Bahkan dengan single billing yang direncanakan PTP, para PBM tak lagi terbebani dengan CMS (jaminan uang ke PTP) dalam setiap kegiatannya.
“Kami juga sudah bertemu dengan para PBM (APBMI Jakarta), mendiskusikan soal ini, meskipun masih belum ada titik temu. Tapi, kami akan coba mengundang mereka (APBMI) lagi untuk mendiskusikan soal ini,” ujarnya lagi.
Menurut Ari, rencana penerapan single billing yang digagas PTP memang belum tersosialisasikan kepada para PBM. “Itu perlu kami sosialisasikan, jangan sampai ada salah tafsir. PBM juga tak perlu khawatir akan dimatikan. Kami tak ada niatan untuk itu, justru, tak akan ada yang berubah,” kata Ari menegaskan.
Dia memberi contoh, kalau selama ini ada PBM X membawa market XX, nantinya begitu cargo owner XX itu kontraknya beralih ke PTP, Ari menyatakan bahwa pihaknya tetap akan menunjuk PBM bersangkutan untuk menangani bongkar muatnya.
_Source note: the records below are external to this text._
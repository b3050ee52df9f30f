use async_trait::async_trait;
use axum::extract::ws::{Message, WebSocket};
use futures::stream::StreamExt;
use tokio::sync::broadcast::{self, error::RecvError};
use tracing::{debug, warn};

use crate::event::{RoomEvent, TableCategory};

/// Simple WebSocket abstraction - all we care about is send/receive
#[async_trait]
pub trait SocketWrapper: Send {
    /// Send a text message to the client
    async fn send_message(&mut self, message: String) -> Result<(), SocketError>;

    /// Receive the next message from the client (None if connection closed)
    async fn receive_message(&mut self) -> Result<Option<String>, SocketError>;

    /// Close the connection
    async fn close(&mut self) -> Result<(), SocketError>;
}

#[derive(Debug)]
pub enum SocketError {
    SendFailed(String),
    ReceiveFailed(String),
}

/// Direct implementation on axum's WebSocket
#[async_trait]
impl SocketWrapper for WebSocket {
    async fn send_message(&mut self, message: String) -> Result<(), SocketError> {
        self.send(Message::Text(message))
            .await
            .map_err(|e| SocketError::SendFailed(e.to_string()))
    }

    async fn receive_message(&mut self) -> Result<Option<String>, SocketError> {
        loop {
            match self.next().await {
                Some(Ok(Message::Text(text))) => return Ok(Some(text)),
                Some(Ok(Message::Close(_))) | None => return Ok(None),
                Some(Ok(_)) => continue, // binary/ping/pong
                Some(Err(e)) => return Err(SocketError::ReceiveFailed(e.to_string())),
            }
        }
    }

    async fn close(&mut self) -> Result<(), SocketError> {
        self.send(Message::Close(None))
            .await
            .map_err(|e| SocketError::SendFailed(e.to_string()))
    }
}

/// A subscriber's connection: room events go out as JSON text frames.
/// Clients only listen, anything they send is ignored.
pub struct Connection {
    pub player_id: String,
    pub room_id: String,
    socket: Box<dyn SocketWrapper>,
    events: broadcast::Receiver<RoomEvent>,
}

impl Connection {
    pub fn new(
        player_id: String,
        room_id: String,
        socket: Box<dyn SocketWrapper>,
        events: broadcast::Receiver<RoomEvent>,
    ) -> Self {
        Self {
            player_id,
            room_id,
            socket,
            events,
        }
    }

    /// Run the connection until the client leaves or the room channel closes
    pub async fn run(mut self) -> Result<(), SocketError> {
        loop {
            tokio::select! {
                event = self.events.recv() => {
                    let event = match event {
                        Ok(event) => event,
                        Err(RecvError::Lagged(skipped)) => {
                            // missed signals: ask the client to reload everything
                            warn!(room_id = %self.room_id, player_id = %self.player_id, skipped, "Subscriber lagged");
                            RoomEvent::state_changed(
                                &self.room_id,
                                &[
                                    TableCategory::Rack,
                                    TableCategory::Board,
                                    TableCategory::Bag,
                                    TableCategory::Room,
                                    TableCategory::Players,
                                ],
                            )
                        }
                        Err(RecvError::Closed) => break,
                    };

                    debug!(room_id = %event.room_id(), player_id = %self.player_id, "Forwarding room event");
                    match serde_json::to_string(&event) {
                        Ok(json) => self.socket.send_message(json).await?,
                        Err(e) => warn!(error = %e, "Failed to serialize room event"),
                    }
                }

                msg = self.socket.receive_message() => {
                    match msg {
                        Ok(Some(message)) => {
                            debug!(room_id = %self.room_id, player_id = %self.player_id, message = %message, "Ignoring client message");
                        }
                        Ok(None) => break,
                        Err(e) => return Err(e),
                    }
                }
            }
        }

        let _ = self.socket.close().await;
        Ok(())
    }
}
“Dengan single billing mitra kerja terminal akan memiliki bergaining position yang kuat dengan cargo owners karena operator pelabuhan/ terminal yang akan memastikan tidak ada banting tarif layanan dalam bongkar muat di pelabuhan,” ungkap Ari.
Jadi sekali lagi, Ari mengungkapkan, dengan konsep tersebut, tak ada yang berubah. PBM jangan khawatir, terkecuali marketnya yang membawa PTP sendiri, itu lain cerita.
Ari menilai dengan single billing, pendapatan PBM akan bisa tumbuh, mengingat selama ini PBM tidak memiliki pilihan dalam bergaining menghadapi cargo owners terhadap kegiatan bongkar muat yang pengerjaanya dilakukan lelang oleh pemilik barang.
Seperti diketahui, bahwa PTP pada 2018, mengantongi pendapatan Rp 2,2 triliun setelah menangani berbagai jenis kargo non peti kemas di pelabuhan Tanjung Priok dan empat cabang pelabuhan lainnya, yakni Panjang, Bengkulu, Jambi, dan Banten.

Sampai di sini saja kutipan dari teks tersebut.